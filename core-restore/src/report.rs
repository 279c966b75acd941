//! # Audit and Summary Reporting
//!
//! One [`AuditRecord`] per folder-assignment attempt, appended to an NDJSON
//! log that is written and never read back by the engine. [`RunSummary`]
//! folds a manifest and its audit records into the counts shown to an
//! operator at the end of a run.

use bridge_traits::FileSystemAccess;
use bytes::Bytes;
use chrono::{DateTime, Utc};
use serde::{Deserialize, Serialize};
use std::path::{Path, PathBuf};
use std::sync::Arc;
use tracing::debug;

use crate::manifest::{IntendedAction, ManifestEntry};
use crate::{RestoreError, Result};

/// Outcome of one assignment attempt
#[derive(Debug, Clone, Copy, PartialEq, Eq, Hash, Serialize, Deserialize)]
#[serde(rename_all = "kebab-case")]
pub enum AuditStatus {
    Success,
    Failed,
    Unchanged,
    LicenseBlocked,
}

impl AuditStatus {
    pub fn as_str(&self) -> &'static str {
        match self {
            AuditStatus::Success => "success",
            AuditStatus::Failed => "failed",
            AuditStatus::Unchanged => "unchanged",
            AuditStatus::LicenseBlocked => "license-blocked",
        }
    }
}

impl std::fmt::Display for AuditStatus {
    fn fmt(&self, f: &mut std::fmt::Formatter<'_>) -> std::fmt::Result {
        f.write_str(self.as_str())
    }
}

#[derive(Debug, Clone, PartialEq, Eq, Serialize, Deserialize)]
#[serde(rename_all = "camelCase")]
pub struct AuditRecord {
    pub workflow_id: String,
    pub workflow_name: String,
    pub project_id: String,
    /// `None` at the project root
    pub folder_id: Option<String>,
    pub display_path: String,
    pub status: AuditStatus,
    #[serde(default, skip_serializing_if = "Option::is_none")]
    pub note: Option<String>,
    pub timestamp: DateTime<Utc>,
}

/// Append-only NDJSON audit log
#[derive(Clone)]
pub struct AuditLog {
    fs: Arc<dyn FileSystemAccess>,
    path: PathBuf,
}

impl AuditLog {
    pub fn new(fs: Arc<dyn FileSystemAccess>, path: impl Into<PathBuf>) -> Self {
        Self {
            fs,
            path: path.into(),
        }
    }

    pub fn path(&self) -> &Path {
        &self.path
    }

    /// Append records in one write
    pub async fn append(&self, records: &[AuditRecord]) -> Result<()> {
        if records.is_empty() {
            return Ok(());
        }

        let mut buffer = Vec::with_capacity(records.len() * 200);
        for (i, record) in records.iter().enumerate() {
            serde_json::to_writer(&mut buffer, record).map_err(|e| RestoreError::Manifest {
                line: i + 1,
                message: e.to_string(),
            })?;
            buffer.push(b'\n');
        }

        self.fs.append_file(&self.path, Bytes::from(buffer)).await?;
        debug!(path = %self.path.display(), records = records.len(), "Appended audit records");
        Ok(())
    }
}

/// How a run ended
#[derive(Debug, Clone, Copy, PartialEq, Eq)]
pub enum SummaryOutcome {
    /// No workflows were found
    NothingToDo,
    Clean,
    /// Count of failed plus unreconciled entries
    WithFailures(u64),
}

/// Counts for one run
#[derive(Debug, Clone, Default, PartialEq, Eq, Serialize, Deserialize)]
pub struct RunSummary {
    pub total: u64,
    pub created: u64,
    pub updated: u64,
    pub assigned: u64,
    pub unchanged: u64,
    pub failed: u64,
    pub license_blocked: u64,
    pub unreconciled: u64,
    pub dry_run: bool,
}

impl RunSummary {
    pub fn outcome(&self) -> SummaryOutcome {
        let failures = self.failed + self.unreconciled;
        if self.total == 0 {
            SummaryOutcome::NothingToDo
        } else if failures == 0 {
            SummaryOutcome::Clean
        } else {
            SummaryOutcome::WithFailures(failures)
        }
    }
}

impl std::fmt::Display for RunSummary {
    fn fmt(&self, f: &mut std::fmt::Formatter<'_>) -> std::fmt::Result {
        let prefix = if self.dry_run { "[dry run] " } else { "" };
        match self.outcome() {
            SummaryOutcome::NothingToDo => write!(f, "{}nothing to do: no workflows found", prefix),
            outcome => {
                write!(
                    f,
                    "{}processed {} workflows: {} created, {} updated, {} assigned, {} unchanged, {} failed, {} license-blocked, {} unreconciled",
                    prefix,
                    self.total,
                    self.created,
                    self.updated,
                    self.assigned,
                    self.unchanged,
                    self.failed,
                    self.license_blocked,
                    self.unreconciled
                )?;
                if let SummaryOutcome::WithFailures(n) = outcome {
                    write!(f, " ({} failures)", n)?;
                }
                Ok(())
            }
        }
    }
}

/// Fold a manifest and its audit records into a summary
pub fn summarize(entries: &[ManifestEntry], records: &[AuditRecord], dry_run: bool) -> RunSummary {
    let mut summary = RunSummary {
        total: entries.len() as u64,
        dry_run,
        ..RunSummary::default()
    };

    for entry in entries {
        match entry.intended_action {
            IntendedAction::Create => summary.created += 1,
            IntendedAction::Update => summary.updated += 1,
        }
        if entry.id_reconciled == Some(false) {
            summary.unreconciled += 1;
        }
    }

    for record in records {
        match record.status {
            AuditStatus::Success => summary.assigned += 1,
            AuditStatus::Unchanged => summary.unchanged += 1,
            AuditStatus::Failed => summary.failed += 1,
            AuditStatus::LicenseBlocked => summary.license_blocked += 1,
        }
    }

    summary
}

#[cfg(test)]
mod tests {
    use super::*;
    use crate::model::FolderPath;
    use bridge_desktop::TokioFileSystem;
    use chrono::TimeZone;
    use tempfile::TempDir;

    fn record(id: &str, status: AuditStatus) -> AuditRecord {
        AuditRecord {
            workflow_id: id.to_string(),
            workflow_name: "Alpha".to_string(),
            project_id: "p1".to_string(),
            folder_id: Some("f1".to_string()),
            display_path: "Sales".to_string(),
            status,
            note: None,
            timestamp: Utc.with_ymd_and_hms(2024, 1, 1, 0, 0, 0).unwrap(),
        }
    }

    fn entry(action: IntendedAction, reconciled: Option<bool>) -> ManifestEntry {
        ManifestEntry {
            original_id: None,
            assigned_id: None,
            existing_id: None,
            match_strategy: None,
            intended_action: action,
            sanitization_note: None,
            storage_path: "a.json".to_string(),
            target_folder: FolderPath::default(),
            name: "Alpha".to_string(),
            meta_instance_id: None,
            staged_path: None,
            actual_imported_id: None,
            id_reconciled: reconciled,
            id_resolution_strategy: None,
            id_reconciliation_warning: None,
        }
    }

    #[test]
    fn test_record_wire_format() {
        let json = serde_json::to_value(record("wf1", AuditStatus::LicenseBlocked)).unwrap();

        assert_eq!(json["workflowId"], "wf1");
        assert_eq!(json["status"], "license-blocked");
        assert_eq!(json["displayPath"], "Sales");
        assert!(json.get("note").is_none());
    }

    #[test]
    fn test_nothing_to_do_is_distinct() {
        let summary = summarize(&[], &[], false);

        assert_eq!(summary.outcome(), SummaryOutcome::NothingToDo);
        assert_eq!(summary.to_string(), "nothing to do: no workflows found");
    }

    #[test]
    fn test_summary_counts_failures() {
        let entries = vec![
            entry(IntendedAction::Create, Some(true)),
            entry(IntendedAction::Update, Some(true)),
            entry(IntendedAction::Create, Some(false)),
        ];
        let records = vec![
            record("wf1", AuditStatus::Success),
            record("wf2", AuditStatus::Failed),
        ];

        let summary = summarize(&entries, &records, false);

        assert_eq!(summary.created, 2);
        assert_eq!(summary.updated, 1);
        assert_eq!(summary.assigned, 1);
        assert_eq!(summary.unreconciled, 1);
        assert_eq!(summary.outcome(), SummaryOutcome::WithFailures(2));
        assert!(summary.to_string().ends_with("(2 failures)"));
    }

    #[test]
    fn test_clean_dry_run_summary() {
        let entries = vec![entry(IntendedAction::Create, Some(true))];
        let records = vec![record("wf1", AuditStatus::Unchanged)];

        let summary = summarize(&entries, &records, true);

        assert_eq!(summary.outcome(), SummaryOutcome::Clean);
        assert!(summary.to_string().starts_with("[dry run] processed 1 workflows"));
    }

    #[tokio::test]
    async fn test_audit_log_appends_lines() {
        let dir = TempDir::new().unwrap();
        let path = dir.path().join("logs/audit.ndjson");
        let log = AuditLog::new(Arc::new(TokioFileSystem), &path);

        log.append(&[record("wf1", AuditStatus::Success)]).await.unwrap();
        log.append(&[record("wf2", AuditStatus::Unchanged)]).await.unwrap();
        log.append(&[]).await.unwrap();

        let content = std::fs::read_to_string(&path).unwrap();
        let lines: Vec<&str> = content.lines().collect();
        assert_eq!(lines.len(), 2);
        let second: AuditRecord = serde_json::from_str(lines[1]).unwrap();
        assert_eq!(second.workflow_id, "wf2");
        assert_eq!(second.status, AuditStatus::Unchanged);
    }
}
####
▸ **What you need to do**
Give back the entries above exactly as they are, from their first line through the line that contains "use tracing::debug;", both included, with nothing else.

▸ **Answer for the task**
filename core-restore/src/report.rs
repository 279c966b75acd941
//! # Audit and Summary Reporting
//!
//! One [`AuditRecord`] per folder-assignment attempt, appended to an NDJSON
//! log that is written and never read back by the engine. [`RunSummary`]
//! folds a manifest and its audit records into the counts shown to an
//! operator at the end of a run.

use bridge_traits::FileSystemAccess;
use bytes::Bytes;
use chrono::{DateTime, Utc};
use serde::{Deserialize, Serialize};
use std::path::{Path, PathBuf};
use std::sync::Arc;
use tracing::debug;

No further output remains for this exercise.